Task item » Your answer should be one number: the count of lines in the data below that include "Pending".

Stored data entries »
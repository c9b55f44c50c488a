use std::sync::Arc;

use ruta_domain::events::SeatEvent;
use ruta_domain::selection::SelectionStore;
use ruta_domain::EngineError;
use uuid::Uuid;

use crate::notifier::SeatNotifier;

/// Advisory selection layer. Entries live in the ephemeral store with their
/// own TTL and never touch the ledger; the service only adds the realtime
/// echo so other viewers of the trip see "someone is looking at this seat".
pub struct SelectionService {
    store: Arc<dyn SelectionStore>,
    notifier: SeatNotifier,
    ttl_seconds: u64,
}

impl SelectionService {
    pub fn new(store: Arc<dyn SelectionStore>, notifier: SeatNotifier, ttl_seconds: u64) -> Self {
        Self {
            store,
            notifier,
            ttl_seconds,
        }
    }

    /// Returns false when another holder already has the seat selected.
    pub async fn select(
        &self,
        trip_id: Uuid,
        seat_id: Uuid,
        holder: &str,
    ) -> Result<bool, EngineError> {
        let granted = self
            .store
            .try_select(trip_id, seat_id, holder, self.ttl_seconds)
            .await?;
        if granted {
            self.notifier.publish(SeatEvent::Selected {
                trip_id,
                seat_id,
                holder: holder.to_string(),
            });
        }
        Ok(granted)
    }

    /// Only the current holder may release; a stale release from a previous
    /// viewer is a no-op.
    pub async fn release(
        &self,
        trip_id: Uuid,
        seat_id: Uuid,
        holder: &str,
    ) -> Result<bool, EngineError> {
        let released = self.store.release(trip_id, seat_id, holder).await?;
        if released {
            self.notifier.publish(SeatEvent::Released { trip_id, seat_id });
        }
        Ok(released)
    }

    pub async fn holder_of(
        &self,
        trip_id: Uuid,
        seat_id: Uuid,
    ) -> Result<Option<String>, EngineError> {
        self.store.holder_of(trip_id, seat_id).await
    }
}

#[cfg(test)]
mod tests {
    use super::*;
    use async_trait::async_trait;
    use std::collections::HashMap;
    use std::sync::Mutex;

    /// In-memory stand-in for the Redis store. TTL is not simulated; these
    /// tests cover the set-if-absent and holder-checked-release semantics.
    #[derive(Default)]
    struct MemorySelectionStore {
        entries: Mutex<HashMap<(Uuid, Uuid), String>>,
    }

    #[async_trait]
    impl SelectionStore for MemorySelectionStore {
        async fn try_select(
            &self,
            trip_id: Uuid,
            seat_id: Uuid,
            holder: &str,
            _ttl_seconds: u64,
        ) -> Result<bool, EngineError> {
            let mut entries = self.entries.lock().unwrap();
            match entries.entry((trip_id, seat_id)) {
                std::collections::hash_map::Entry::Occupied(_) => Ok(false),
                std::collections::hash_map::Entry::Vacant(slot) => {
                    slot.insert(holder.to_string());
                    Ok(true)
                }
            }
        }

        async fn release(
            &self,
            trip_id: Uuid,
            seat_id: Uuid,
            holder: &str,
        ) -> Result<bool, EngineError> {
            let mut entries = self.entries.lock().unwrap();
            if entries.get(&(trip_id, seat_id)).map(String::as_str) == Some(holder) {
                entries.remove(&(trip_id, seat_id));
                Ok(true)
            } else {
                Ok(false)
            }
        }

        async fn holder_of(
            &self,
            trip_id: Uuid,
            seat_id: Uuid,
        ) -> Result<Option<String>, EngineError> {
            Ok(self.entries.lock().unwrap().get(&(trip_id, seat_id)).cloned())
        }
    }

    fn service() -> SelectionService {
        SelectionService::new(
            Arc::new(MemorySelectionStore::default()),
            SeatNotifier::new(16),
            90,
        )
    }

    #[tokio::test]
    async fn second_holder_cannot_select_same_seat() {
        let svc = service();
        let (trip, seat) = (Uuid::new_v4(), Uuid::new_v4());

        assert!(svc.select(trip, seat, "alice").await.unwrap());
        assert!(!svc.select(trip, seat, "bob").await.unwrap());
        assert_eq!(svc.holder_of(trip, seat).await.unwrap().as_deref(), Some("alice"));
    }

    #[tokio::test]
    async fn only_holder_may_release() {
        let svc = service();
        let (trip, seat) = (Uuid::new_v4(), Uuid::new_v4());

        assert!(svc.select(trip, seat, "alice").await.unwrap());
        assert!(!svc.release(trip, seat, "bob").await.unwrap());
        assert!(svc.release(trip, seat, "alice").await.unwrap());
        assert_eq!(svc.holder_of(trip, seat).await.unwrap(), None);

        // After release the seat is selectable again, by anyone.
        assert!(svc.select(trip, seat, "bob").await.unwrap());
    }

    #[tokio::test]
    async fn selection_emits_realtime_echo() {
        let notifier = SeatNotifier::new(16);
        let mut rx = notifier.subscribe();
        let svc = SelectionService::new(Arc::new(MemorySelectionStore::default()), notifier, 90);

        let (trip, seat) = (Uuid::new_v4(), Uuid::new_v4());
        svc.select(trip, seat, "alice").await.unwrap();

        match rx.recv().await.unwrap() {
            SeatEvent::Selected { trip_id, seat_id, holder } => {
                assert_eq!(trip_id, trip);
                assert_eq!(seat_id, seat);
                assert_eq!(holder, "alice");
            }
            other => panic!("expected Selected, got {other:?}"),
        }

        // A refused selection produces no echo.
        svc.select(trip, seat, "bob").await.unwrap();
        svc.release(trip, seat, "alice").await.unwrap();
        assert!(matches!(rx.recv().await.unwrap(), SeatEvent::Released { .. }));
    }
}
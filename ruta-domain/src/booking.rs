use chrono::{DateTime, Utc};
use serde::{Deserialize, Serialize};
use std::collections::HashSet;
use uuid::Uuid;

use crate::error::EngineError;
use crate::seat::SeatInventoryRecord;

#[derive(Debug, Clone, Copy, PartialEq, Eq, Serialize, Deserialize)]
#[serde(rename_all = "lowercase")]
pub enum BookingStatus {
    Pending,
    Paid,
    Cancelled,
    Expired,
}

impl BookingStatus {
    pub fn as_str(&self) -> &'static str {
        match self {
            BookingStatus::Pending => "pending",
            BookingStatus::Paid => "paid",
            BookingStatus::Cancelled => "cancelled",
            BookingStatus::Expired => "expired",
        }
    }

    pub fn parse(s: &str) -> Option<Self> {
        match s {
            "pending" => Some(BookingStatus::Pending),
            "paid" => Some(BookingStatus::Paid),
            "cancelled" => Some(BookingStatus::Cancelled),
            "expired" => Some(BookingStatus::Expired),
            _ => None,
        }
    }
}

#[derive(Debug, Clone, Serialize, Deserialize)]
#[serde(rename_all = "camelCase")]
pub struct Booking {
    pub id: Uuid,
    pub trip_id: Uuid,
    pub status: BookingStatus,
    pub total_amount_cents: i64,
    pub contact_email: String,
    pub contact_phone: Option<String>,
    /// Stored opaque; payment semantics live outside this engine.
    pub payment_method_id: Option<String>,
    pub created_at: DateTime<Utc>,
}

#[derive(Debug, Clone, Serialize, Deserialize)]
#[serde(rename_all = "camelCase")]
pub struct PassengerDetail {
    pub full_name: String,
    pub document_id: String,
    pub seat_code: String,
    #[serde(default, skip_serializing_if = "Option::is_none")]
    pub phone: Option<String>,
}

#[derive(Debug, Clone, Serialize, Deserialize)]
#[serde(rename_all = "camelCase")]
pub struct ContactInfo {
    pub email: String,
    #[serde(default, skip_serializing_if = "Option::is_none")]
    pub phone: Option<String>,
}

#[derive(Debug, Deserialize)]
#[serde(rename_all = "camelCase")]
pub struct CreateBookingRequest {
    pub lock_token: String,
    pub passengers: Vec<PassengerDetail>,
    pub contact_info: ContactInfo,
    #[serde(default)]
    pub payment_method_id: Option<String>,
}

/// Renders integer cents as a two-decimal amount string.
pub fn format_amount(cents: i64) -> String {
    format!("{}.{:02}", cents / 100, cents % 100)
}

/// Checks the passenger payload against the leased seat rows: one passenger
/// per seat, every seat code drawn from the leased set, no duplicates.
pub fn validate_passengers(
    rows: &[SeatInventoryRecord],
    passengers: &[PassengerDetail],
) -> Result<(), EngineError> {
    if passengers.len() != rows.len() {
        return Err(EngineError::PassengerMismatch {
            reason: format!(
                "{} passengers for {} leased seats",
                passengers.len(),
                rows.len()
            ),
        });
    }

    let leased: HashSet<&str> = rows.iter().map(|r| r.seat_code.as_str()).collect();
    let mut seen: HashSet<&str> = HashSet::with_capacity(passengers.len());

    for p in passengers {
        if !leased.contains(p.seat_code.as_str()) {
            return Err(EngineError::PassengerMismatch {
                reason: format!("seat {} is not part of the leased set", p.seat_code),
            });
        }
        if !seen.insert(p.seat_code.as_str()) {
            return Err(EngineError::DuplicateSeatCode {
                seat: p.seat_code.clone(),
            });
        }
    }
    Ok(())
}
...
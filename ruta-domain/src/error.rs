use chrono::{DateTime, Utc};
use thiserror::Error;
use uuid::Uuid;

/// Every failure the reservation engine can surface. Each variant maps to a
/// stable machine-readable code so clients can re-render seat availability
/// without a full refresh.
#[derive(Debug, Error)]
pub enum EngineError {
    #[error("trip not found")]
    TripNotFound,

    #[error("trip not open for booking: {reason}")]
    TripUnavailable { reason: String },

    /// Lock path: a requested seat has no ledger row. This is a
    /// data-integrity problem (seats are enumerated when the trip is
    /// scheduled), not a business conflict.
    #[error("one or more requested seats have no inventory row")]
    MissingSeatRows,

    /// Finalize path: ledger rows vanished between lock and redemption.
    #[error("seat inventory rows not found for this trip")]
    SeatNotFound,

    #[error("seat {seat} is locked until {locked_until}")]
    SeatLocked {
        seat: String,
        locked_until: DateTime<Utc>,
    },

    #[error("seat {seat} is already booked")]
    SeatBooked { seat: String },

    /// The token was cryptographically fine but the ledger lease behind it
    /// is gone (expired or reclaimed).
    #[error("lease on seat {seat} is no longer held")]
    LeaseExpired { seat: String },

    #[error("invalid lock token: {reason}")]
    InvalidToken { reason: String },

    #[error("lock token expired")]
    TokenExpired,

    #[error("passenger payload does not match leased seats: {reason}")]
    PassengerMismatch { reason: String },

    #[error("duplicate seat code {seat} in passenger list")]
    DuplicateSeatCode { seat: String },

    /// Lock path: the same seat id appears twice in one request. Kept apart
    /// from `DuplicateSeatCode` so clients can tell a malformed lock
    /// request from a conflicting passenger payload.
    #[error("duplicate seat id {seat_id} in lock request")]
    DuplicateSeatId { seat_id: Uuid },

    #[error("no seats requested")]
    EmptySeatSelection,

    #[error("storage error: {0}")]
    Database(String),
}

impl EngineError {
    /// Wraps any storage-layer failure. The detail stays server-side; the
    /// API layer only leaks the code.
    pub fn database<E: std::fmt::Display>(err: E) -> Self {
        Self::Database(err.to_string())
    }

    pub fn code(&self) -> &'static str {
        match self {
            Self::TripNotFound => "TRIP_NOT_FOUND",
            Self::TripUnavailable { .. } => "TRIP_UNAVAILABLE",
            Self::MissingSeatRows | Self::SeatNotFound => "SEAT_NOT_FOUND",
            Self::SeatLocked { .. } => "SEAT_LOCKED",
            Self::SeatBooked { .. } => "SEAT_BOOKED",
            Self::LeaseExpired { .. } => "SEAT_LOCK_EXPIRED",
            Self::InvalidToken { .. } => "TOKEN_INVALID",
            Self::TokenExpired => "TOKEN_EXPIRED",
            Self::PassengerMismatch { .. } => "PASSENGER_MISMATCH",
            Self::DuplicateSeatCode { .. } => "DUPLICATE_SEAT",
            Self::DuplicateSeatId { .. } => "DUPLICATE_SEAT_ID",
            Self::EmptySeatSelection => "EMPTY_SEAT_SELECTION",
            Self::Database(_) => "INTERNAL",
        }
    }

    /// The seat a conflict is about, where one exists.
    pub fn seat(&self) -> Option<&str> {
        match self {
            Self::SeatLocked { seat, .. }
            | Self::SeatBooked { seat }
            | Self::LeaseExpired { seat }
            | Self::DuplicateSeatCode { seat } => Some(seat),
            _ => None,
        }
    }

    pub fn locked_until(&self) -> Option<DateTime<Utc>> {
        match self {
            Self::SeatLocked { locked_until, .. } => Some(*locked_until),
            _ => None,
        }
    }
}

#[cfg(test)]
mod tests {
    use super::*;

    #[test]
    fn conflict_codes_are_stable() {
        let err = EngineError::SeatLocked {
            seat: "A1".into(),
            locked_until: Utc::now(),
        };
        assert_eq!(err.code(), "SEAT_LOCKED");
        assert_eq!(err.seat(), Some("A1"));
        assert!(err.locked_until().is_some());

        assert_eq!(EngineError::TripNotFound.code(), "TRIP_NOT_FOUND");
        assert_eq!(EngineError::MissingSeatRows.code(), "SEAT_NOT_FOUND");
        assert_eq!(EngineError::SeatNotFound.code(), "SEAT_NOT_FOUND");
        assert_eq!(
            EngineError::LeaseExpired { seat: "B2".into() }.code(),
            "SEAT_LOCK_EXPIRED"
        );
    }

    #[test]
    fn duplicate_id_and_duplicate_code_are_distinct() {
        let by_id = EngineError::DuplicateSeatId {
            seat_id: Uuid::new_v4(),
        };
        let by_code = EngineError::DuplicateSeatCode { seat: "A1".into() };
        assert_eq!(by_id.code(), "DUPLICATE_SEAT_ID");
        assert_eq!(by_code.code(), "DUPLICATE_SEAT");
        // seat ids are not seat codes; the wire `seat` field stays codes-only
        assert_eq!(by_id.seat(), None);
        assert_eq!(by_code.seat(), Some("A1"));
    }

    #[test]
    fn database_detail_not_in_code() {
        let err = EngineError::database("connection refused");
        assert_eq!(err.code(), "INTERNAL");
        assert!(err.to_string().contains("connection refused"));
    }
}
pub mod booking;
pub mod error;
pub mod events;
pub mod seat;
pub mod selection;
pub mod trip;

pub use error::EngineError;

Exercise output » 3